Current CEO of the 1,120 billion Swedish kroner (€100 billion) group, Magnus Billing, is stepping down with immediate effect. Billing - the CEO since 2016 - will assume an unnamed position in the company, according to an official statement. Another CEO has not yet been named.
Current head of equities Liselott Ledin has been placed on leave and replaced with former SEB CIO and current board member Ann Grevelius and former AP3 CIO Kerim Kaskal has been named interim CIO at Alecta with immediate effect, taking over from Henrik Gade Jespen, who is on extended sick leave.
The management changes are part of fallout from heavy losses sustained by the group due to the Silicon Valley Bank collapse. Alecta had been invested in Silicon Valley Bank and Signature Bank and confirmed following both banks’ collapse, it would likely lose all of its 12 billion Swedish kroner (€1.7 billion) investment as a result.

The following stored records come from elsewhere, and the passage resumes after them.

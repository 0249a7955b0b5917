//! The pair-programming agent: a thin orchestrator over the knowledge store
//! and the memory ring.
//!
//! An [`Agent`] exclusively owns one [`KnowledgeStore`], one [`MemoryRing`],
//! and the conversation history; nothing is shared across agent instances
//! except the embedding provider handle. Response generation is pure
//! composition: record the input, retrieve relevant memories and knowledge,
//! render a fixed-format response, record it back.

use std::path::{Path, PathBuf};

use serde::{Deserialize, Serialize};
use std::sync::Arc;
use tracing::info;

use crate::config::TandemConfig;
use crate::embedding::EmbeddingProvider;
use crate::error::{Error, Result};
use crate::knowledge::{KnowledgeMatch, KnowledgeStore};
use crate::memory::{MemoryEntry, MemoryMatch, MemoryRing};

/// Recency window applied to memory retrieval during a turn.
pub const RECALL_WINDOW_SECS: f64 = 3600.0;
/// Minimum similarity for knowledge items pulled into a turn's context.
pub const KNOWLEDGE_THRESHOLD: f32 = 0.5;
/// How many memories and knowledge items feed a turn.
pub const CONTEXT_TOP_K: usize = 3;
/// Knowledge content is truncated to this many chars in the context.
pub const KNOWLEDGE_PREVIEW_CHARS: usize = 500;

const KNOWLEDGE_FILE: &str = "knowledge_base.json";
const MEMORY_FILE: &str = "memories.json";
const HISTORY_FILE: &str = "conversation_history.json";

#[derive(Debug, Clone, Copy, PartialEq, Eq, Serialize, Deserialize)]
#[serde(rename_all = "snake_case")]
pub enum Role {
    User,
    Assistant,
}

/// One turn of the conversation log.
#[derive(Debug, Clone, Serialize, Deserialize)]
pub struct ConversationTurn {
    pub role: Role,
    pub content: String,
    pub timestamp: f64,
}

/// Retrieved context assembled for a single turn.
#[derive(Debug, Default, Serialize)]
pub struct EnhancedContext {
    pub relevant_memories: Vec<MemoryContext>,
    pub relevant_knowledge: Vec<KnowledgeContext>,
}

#[derive(Debug, Serialize)]
pub struct MemoryContext {
    pub content: String,
    pub kind: String,
    pub similarity: f32,
    pub metadata: serde_json::Map<String, serde_json::Value>,
}

#[derive(Debug, Serialize)]
pub struct KnowledgeContext {
    pub title: String,
    /// Truncated to [`KNOWLEDGE_PREVIEW_CHARS`].
    pub content: String,
    pub category: String,
    pub tags: Vec<String>,
    pub similarity: f32,
}

pub struct Agent {
    embedder: Arc<dyn EmbeddingProvider>,
    knowledge: KnowledgeStore,
    memory: MemoryRing,
    history: Vec<ConversationTurn>,
    workspace: Option<PathBuf>,
}

impl Agent {
    pub fn new(
        embedder: Arc<dyn EmbeddingProvider>,
        memory_threshold: f32,
        max_memories: usize,
    ) -> Self {
        Self {
            knowledge: KnowledgeStore::new(Arc::clone(&embedder)),
            memory: MemoryRing::new(Arc::clone(&embedder), memory_threshold, max_memories),
            embedder,
            history: Vec::new(),
            workspace: None,
        }
    }

    /// Build an agent from config, constructing the configured embedding
    /// provider.
    pub fn from_config(config: &TandemConfig) -> anyhow::Result<Self> {
        let provider = crate::embedding::create_provider(&config.embedding)?;
        Ok(Self::new(
            Arc::from(provider),
            config.memory.memory_threshold,
            config.memory.max_memories,
        ))
    }

    pub fn embedder(&self) -> &Arc<dyn EmbeddingProvider> {
        &self.embedder
    }

    pub fn knowledge(&self) -> &KnowledgeStore {
        &self.knowledge
    }

    pub fn knowledge_mut(&mut self) -> &mut KnowledgeStore {
        &mut self.knowledge
    }

    pub fn memory(&self) -> &MemoryRing {
        &self.memory
    }

    pub fn memory_mut(&mut self) -> &mut MemoryRing {
        &mut self.memory
    }

    pub fn set_workspace(&mut self, path: impl Into<PathBuf>) {
        self.workspace = Some(path.into());
    }

    pub fn workspace(&self) -> Option<&Path> {
        self.workspace.as_deref()
    }

    /// Scan the configured workspace into the knowledge store and return a
    /// formatted summary. Fails with [`Error::NotConfigured`] when no
    /// workspace has been set.
    pub fn scan_workspace(&mut self, recursive: bool) -> Result<String> {
        let Some(workspace) = self.workspace.clone() else {
            return Err(Error::NotConfigured("workspace path not set"));
        };
        self.knowledge.scan_directory(&workspace, recursive)?;
        Ok(self.knowledge_summary())
    }

    /// Record an arbitrary memory through the agent.
    pub fn add_memory(
        &mut self,
        content: &str,
        kind: &str,
        metadata: Option<serde_json::Map<String, serde_json::Value>>,
    ) -> Result<MemoryEntry> {
        self.memory.append(content, kind, metadata)
    }

    /// Run one conversational turn.
    ///
    /// Records the input as a `"conversation"` memory, retrieves relevant
    /// recent memories and knowledge, renders a response from that context,
    /// records the response as a memory tagged as a response, and appends
    /// both turns to the history.
    pub fn generate_response(
        &mut self,
        user_input: &str,
        context: Option<serde_json::Map<String, serde_json::Value>>,
    ) -> Result<String> {
        self.history.push(ConversationTurn {
            role: Role::User,
            content: user_input.to_string(),
            timestamp: crate::memory::now_secs(),
        });
        self.memory.append(user_input, "conversation", context)?;

        let memories = self.memory.retrieve_relevant(
            user_input,
            CONTEXT_TOP_K,
            None,
            Some(RECALL_WINDOW_SECS),
        )?;
        let knowledge =
            self.knowledge
                .query(user_input, CONTEXT_TOP_K, None, None, KNOWLEDGE_THRESHOLD)?;

        let context = build_context(&memories, &knowledge);
        let response = render_response(&context);

        self.history.push(ConversationTurn {
            role: Role::Assistant,
            content: response.clone(),
            timestamp: crate::memory::now_secs(),
        });
        let mut response_meta = serde_json::Map::new();
        response_meta.insert("type".into(), "response".into());
        self.memory
            .append(&response, "conversation", Some(response_meta))?;

        Ok(response)
    }

    /// The trailing `limit` turns of the conversation, or all of them.
    pub fn conversation_history(&self, limit: Option<usize>) -> &[ConversationTurn] {
        match limit {
            Some(limit) if limit < self.history.len() => {
                &self.history[self.history.len() - limit..]
            }
            _ => &self.history,
        }
    }

    /// Formatted knowledge base statistics.
    pub fn knowledge_summary(&self) -> String {
        let stats = self.knowledge.statistics();
        let mut categories: Vec<(String, usize)> = stats.categories.into_iter().collect();
        categories.sort_by(|a, b| b.1.cmp(&a.1).then_with(|| a.0.cmp(&b.0)));
        let categories = categories
            .iter()
            .map(|(label, count)| format!("{label}({count})"))
            .collect::<Vec<_>>()
            .join(", ");
        let popular = stats
            .popular_tags
            .iter()
            .map(|(tag, count)| format!("{tag}({count})"))
            .collect::<Vec<_>>()
            .join(", ");
        format!(
            "Knowledge base:\n- total items: {}\n- categories: {}\n- popular tags: {}",
            stats.total_items, categories, popular
        )
    }

    /// Formatted memory ring statistics.
    pub fn memory_summary(&self) -> String {
        let stats = self.memory.statistics();
        let mut kinds: Vec<(String, usize)> = stats.by_kind.into_iter().collect();
        kinds.sort_by(|a, b| b.1.cmp(&a.1).then_with(|| a.0.cmp(&b.0)));
        let kinds = kinds
            .iter()
            .map(|(kind, count)| format!("{kind}({count})"))
            .collect::<Vec<_>>()
            .join(", ");
        format!(
            "Memory ring:\n- total memories: {}\n- by kind: {}",
            stats.total_memories, kinds
        )
    }

    /// Persist knowledge, memories, and conversation history under `dir`.
    pub fn save_state(&self, dir: &Path) -> Result<()> {
        std::fs::create_dir_all(dir)?;
        self.knowledge.save(&dir.join(KNOWLEDGE_FILE))?;
        self.memory.save(&dir.join(MEMORY_FILE))?;
        std::fs::write(
            dir.join(HISTORY_FILE),
            serde_json::to_string_pretty(&self.history)?,
        )?;
        info!(dir = %dir.display(), "agent state saved");
        Ok(())
    }

    /// Restore any state files present under `dir`. Missing files are
    /// tolerated so a fresh state directory loads as empty.
    pub fn load_state(&mut self, dir: &Path) -> Result<()> {
        let knowledge_path = dir.join(KNOWLEDGE_FILE);
        if knowledge_path.exists() {
            self.knowledge.load(&knowledge_path)?;
        }
        let memory_path = dir.join(MEMORY_FILE);
        if memory_path.exists() {
            self.memory.load(&memory_path)?;
        }
        let history_path = dir.join(HISTORY_FILE);
        if history_path.exists() {
            self.history = serde_json::from_str(&std::fs::read_to_string(history_path)?)?;
        }
        Ok(())
    }
}

fn build_context(memories: &[MemoryMatch], knowledge: &[KnowledgeMatch]) -> EnhancedContext {
    EnhancedContext {
        relevant_memories: memories
            .iter()
            .map(|m| MemoryContext {
                content: m.entry.content.clone(),
                kind: m.entry.kind.clone(),
                similarity: m.score,
                metadata: m.entry.metadata.clone(),
            })
            .collect(),
        relevant_knowledge: knowledge
            .iter()
            .map(|k| KnowledgeContext {
                title: k.item.title.clone(),
                content: truncate_chars(&k.item.content, KNOWLEDGE_PREVIEW_CHARS),
                category: k.item.category.clone(),
                tags: k.item.tags.clone(),
                similarity: k.score,
            })
            .collect(),
    }
}

/// Fixed-format response text assembled from the retrieved context.
fn render_response(context: &EnhancedContext) -> String {
    let mut parts =
        vec!["I understand your request. Let me combine prior context and project knowledge."
            .to_string()];

    if !context.relevant_memories.is_empty() {
        let lines = context
            .relevant_memories
            .iter()
            .map(|m| format!("related memory ({}): {}", m.kind, m.content))
            .collect::<Vec<_>>()
            .join("\n");
        parts.push(format!("\nFrom recent memory:\n{lines}"));
    }

    if !context.relevant_knowledge.is_empty() {
        let lines = context
            .relevant_knowledge
            .iter()
            .map(|k| format!("related knowledge ({}): {}\n{}", k.category, k.title, k.content))
            .collect::<Vec<_>>()
            .join("\n");
        parts.push(format!("\nFrom the knowledge base:\n{lines}"));
    }

    parts.join("\n")
}

/// Char-boundary-safe truncation.
fn truncate_chars(s: &str, max_chars: usize) -> String {
    if s.chars().count() <= max_chars {
        s.to_string()
    } else {
        s.chars().take(max_chars).collect()
    }
}

#[cfg(test)]
mod tests {
    use super::*;

    #[test]
    fn truncate_respects_char_boundaries() {
        assert_eq!(truncate_chars("héllo wörld", 5), "héllo");
        assert_eq!(truncate_chars("short", 10), "short");
    }

    #[test]
    fn render_without_context_is_just_the_preamble() {
        let rendered = render_response(&EnhancedContext::default());
        assert!(rendered.starts_with("I understand your request"));
        assert!(!rendered.contains("From recent memory"));
        assert!(!rendered.contains("From the knowledge base"));
    }
}
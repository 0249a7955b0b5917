//! Local ONNX Runtime embedding provider.
//!
//! Runs all-MiniLM-L6-v2 through `ort`: tokenize, forward pass, mean pooling
//! over the attention mask, L2 normalization. Model files live in the
//! configured cache directory and are fetched by `tandem model download`.

use std::sync::Mutex;

use anyhow::{Context, Result};
use ort::session::Session;
use ort::value::Tensor;
use tokenizers::Tokenizer;

use super::{l2_normalize, EmbeddingProvider, EMBEDDING_DIM};
use crate::config::EmbeddingConfig;

/// Maximum sequence length for all-MiniLM-L6-v2.
const MAX_SEQ_LEN: usize = 256;

/// ONNX-backed embedding provider.
pub struct LocalEmbeddingProvider {
    session: Mutex<Session>,
    tokenizer: Tokenizer,
}

// Safety: Tokenizer is Send+Sync. Session is only touched under the Mutex.
unsafe impl Send for LocalEmbeddingProvider {}
unsafe impl Sync for LocalEmbeddingProvider {}

impl LocalEmbeddingProvider {
    pub fn new(config: &EmbeddingConfig) -> Result<Self> {
        let cache_dir = crate::config::expand_tilde(&config.cache_dir);
        let model_path = cache_dir.join("model.onnx");
        let tokenizer_path = cache_dir.join("tokenizer.json");

        anyhow::ensure!(
            model_path.exists(),
            "ONNX model not found at {}. Run `tandem model download` first.",
            model_path.display()
        );
        anyhow::ensure!(
            tokenizer_path.exists(),
            "tokenizer not found at {}. Run `tandem model download` first.",
            tokenizer_path.display()
        );

        let session = Session::builder()?
            .with_optimization_level(ort::session::builder::GraphOptimizationLevel::Level3)?
            .with_intra_threads(4)?
            .commit_from_file(&model_path)
            .context("failed to load ONNX model")?;

        let mut tokenizer = Tokenizer::from_file(&tokenizer_path)
            .map_err(|e| anyhow::anyhow!("failed to load tokenizer: {e}"))?;
        tokenizer
            .with_truncation(Some(tokenizers::TruncationParams {
                max_length: MAX_SEQ_LEN,
                ..Default::default()
            }))
            .map_err(|e| anyhow::anyhow!("failed to set truncation: {e}"))?;
        tokenizer.with_padding(Some(tokenizers::PaddingParams {
            strategy: tokenizers::PaddingStrategy::BatchLongest,
            ..Default::default()
        }));

        tracing::info!(model = %model_path.display(), "local embedding model loaded");

        Ok(Self {
            session: Mutex::new(session),
            tokenizer,
        })
    }
}

impl EmbeddingProvider for LocalEmbeddingProvider {
    fn embed(&self, text: &str) -> Result<Vec<f32>> {
        let mut results = self.embed_batch(&[text])?;
        results
            .pop()
            .ok_or_else(|| anyhow::anyhow!("inference returned no output for single input"))
    }

    fn embed_batch(&self, texts: &[&str]) -> Result<Vec<Vec<f32>>> {
        if texts.is_empty() {
            return Ok(vec![]);
        }

        let encodings = self
            .tokenizer
            .encode_batch(texts.to_vec(), true)
            .map_err(|e| anyhow::anyhow!("tokenization failed: {e}"))?;

        let batch_size = encodings.len();
        let seq_len = encodings[0].get_ids().len();

        let mut input_ids = Vec::with_capacity(batch_size * seq_len);
        let mut attention_mask = Vec::with_capacity(batch_size * seq_len);
        for encoding in &encodings {
            input_ids.extend(encoding.get_ids().iter().map(|&id| id as i64));
            attention_mask.extend(encoding.get_attention_mask().iter().map(|&m| m as i64));
        }

        let shape = vec![batch_size as i64, seq_len as i64];
        let ids_tensor = Tensor::from_array((shape.clone(), input_ids.into_boxed_slice()))?;
        let mask_tensor =
            Tensor::from_array((shape.clone(), attention_mask.clone().into_boxed_slice()))?;
        // Single-sentence inputs: token_type_ids are all zeros.
        let type_tensor =
            Tensor::from_array((shape, vec![0i64; batch_size * seq_len].into_boxed_slice()))?;

        let mut session = self
            .session
            .lock()
            .map_err(|e| anyhow::anyhow!("session lock poisoned: {e}"))?;
        let outputs = session.run(ort::inputs! {
            "input_ids" => ids_tensor,
            "attention_mask" => mask_tensor,
            "token_type_ids" => type_tensor,
        })?;

        // Output naming varies by ONNX export; fall back to the first output.
        let hidden = outputs
            .get("token_embeddings")
            .or_else(|| outputs.get("last_hidden_state"))
            .unwrap_or_else(|| &outputs[0]);
        let (dims, data) = hidden
            .try_extract_tensor::<f32>()
            .context("failed to extract hidden-state tensor")?;

        let dims: &[i64] = &dims;
        anyhow::ensure!(
            dims.len() == 3 && dims[2] == EMBEDDING_DIM as i64,
            "unexpected hidden-state shape {dims:?}, expected [batch, seq, {EMBEDDING_DIM}]"
        );
        let out_seq_len = dims[1] as usize;

        let mut results = Vec::with_capacity(batch_size);
        for b in 0..batch_size {
            let mask = &attention_mask[b * seq_len..(b + 1) * seq_len];
            let tokens = &data[b * out_seq_len * EMBEDDING_DIM..(b + 1) * out_seq_len * EMBEDDING_DIM];
            results.push(mean_pool(tokens, mask, out_seq_len));
        }
        Ok(results)
    }
}

/// Mask-weighted mean over token embeddings, then L2 normalization.
fn mean_pool(tokens: &[f32], mask: &[i64], seq_len: usize) -> Vec<f32> {
    let mut pooled = vec![0.0f32; EMBEDDING_DIM];
    let mut count = 0.0f32;

    for s in 0..seq_len {
        let weight = mask.get(s).copied().unwrap_or(0) as f32;
        if weight > 0.0 {
            let row = &tokens[s * EMBEDDING_DIM..(s + 1) * EMBEDDING_DIM];
            for (acc, x) in pooled.iter_mut().zip(row) {
                *acc += x * weight;
            }
            count += weight;
        }
    }

    if count > 0.0 {
        for x in &mut pooled {
            *x /= count;
        }
    }
    l2_normalize(&mut pooled);
    pooled
}

#[cfg(test)]
mod tests {
    use super::*;

    #[test]
    fn mean_pool_ignores_masked_tokens() {
        // Two tokens, second masked out: pooling must return the first row.
        let mut tokens = vec![0.0f32; 2 * EMBEDDING_DIM];
        tokens[0] = 2.0;
        tokens[EMBEDDING_DIM] = 100.0;
        let pooled = mean_pool(&tokens, &[1, 0], 2);
        assert!((pooled[0] - 1.0).abs() < 1e-6);
    }

    fn offline_config() -> EmbeddingConfig {
        EmbeddingConfig::default()
    }

    #[test]
    #[ignore] // Requires model files — run with: cargo test -- --ignored
    fn embed_produces_unit_vectors_of_fixed_dim() {
        let provider = LocalEmbeddingProvider::new(&offline_config()).unwrap();
        let v = provider.embed("Hello world").unwrap();
        assert_eq!(v.len(), EMBEDDING_DIM);
        let norm: f32 = v.iter().map(|x| x * x).sum::<f32>().sqrt();
        assert!((norm - 1.0).abs() < 1e-4);
    }

    #[test]
    #[ignore]
    fn embed_is_deterministic() {
        let provider = LocalEmbeddingProvider::new(&offline_config()).unwrap();
        let a = provider.embed("Rust is a systems programming language").unwrap();
        let b = provider.embed("Rust is a systems programming language").unwrap();
        assert_eq!(a, b);
    }

    #[test]
    #[ignore]
    fn similar_texts_score_higher_than_unrelated() {
        let provider = LocalEmbeddingProvider::new(&offline_config()).unwrap();
        let a = provider.embed("The cat sat on the mat").unwrap();
        let b = provider.embed("A cat was sitting on a mat").unwrap();
        let c = provider.embed("Quantum computing uses qubits").unwrap();

        let close = crate::vector::cosine_similarity(&a, &b).unwrap();
        let far = crate::vector::cosine_similarity(&a, &c).unwrap();
        assert!(close > far);
    }
}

At the time, a statement stressed this would have “marginal impact” on client portfolios.
Prior to stepping down, Billing had been in the process of overhauling the firm’s asset management division to avoid repeat mistakes.
The collapse of the Silicon Valley Bank has spread contagion fears around the global banking industry. In March, the European Central Bank was forced to hold an emergency meeting of its supervisory board with regulators around the EU issuing coordinated statements to markets.
Despite this, Credit Suisse was forced into a buyout with UBS, which created one of the biggest asset management firms in Europe with $1.5 trillion in combined AUM.
The $3.25 billion deal has since come under regulatory scrutiny.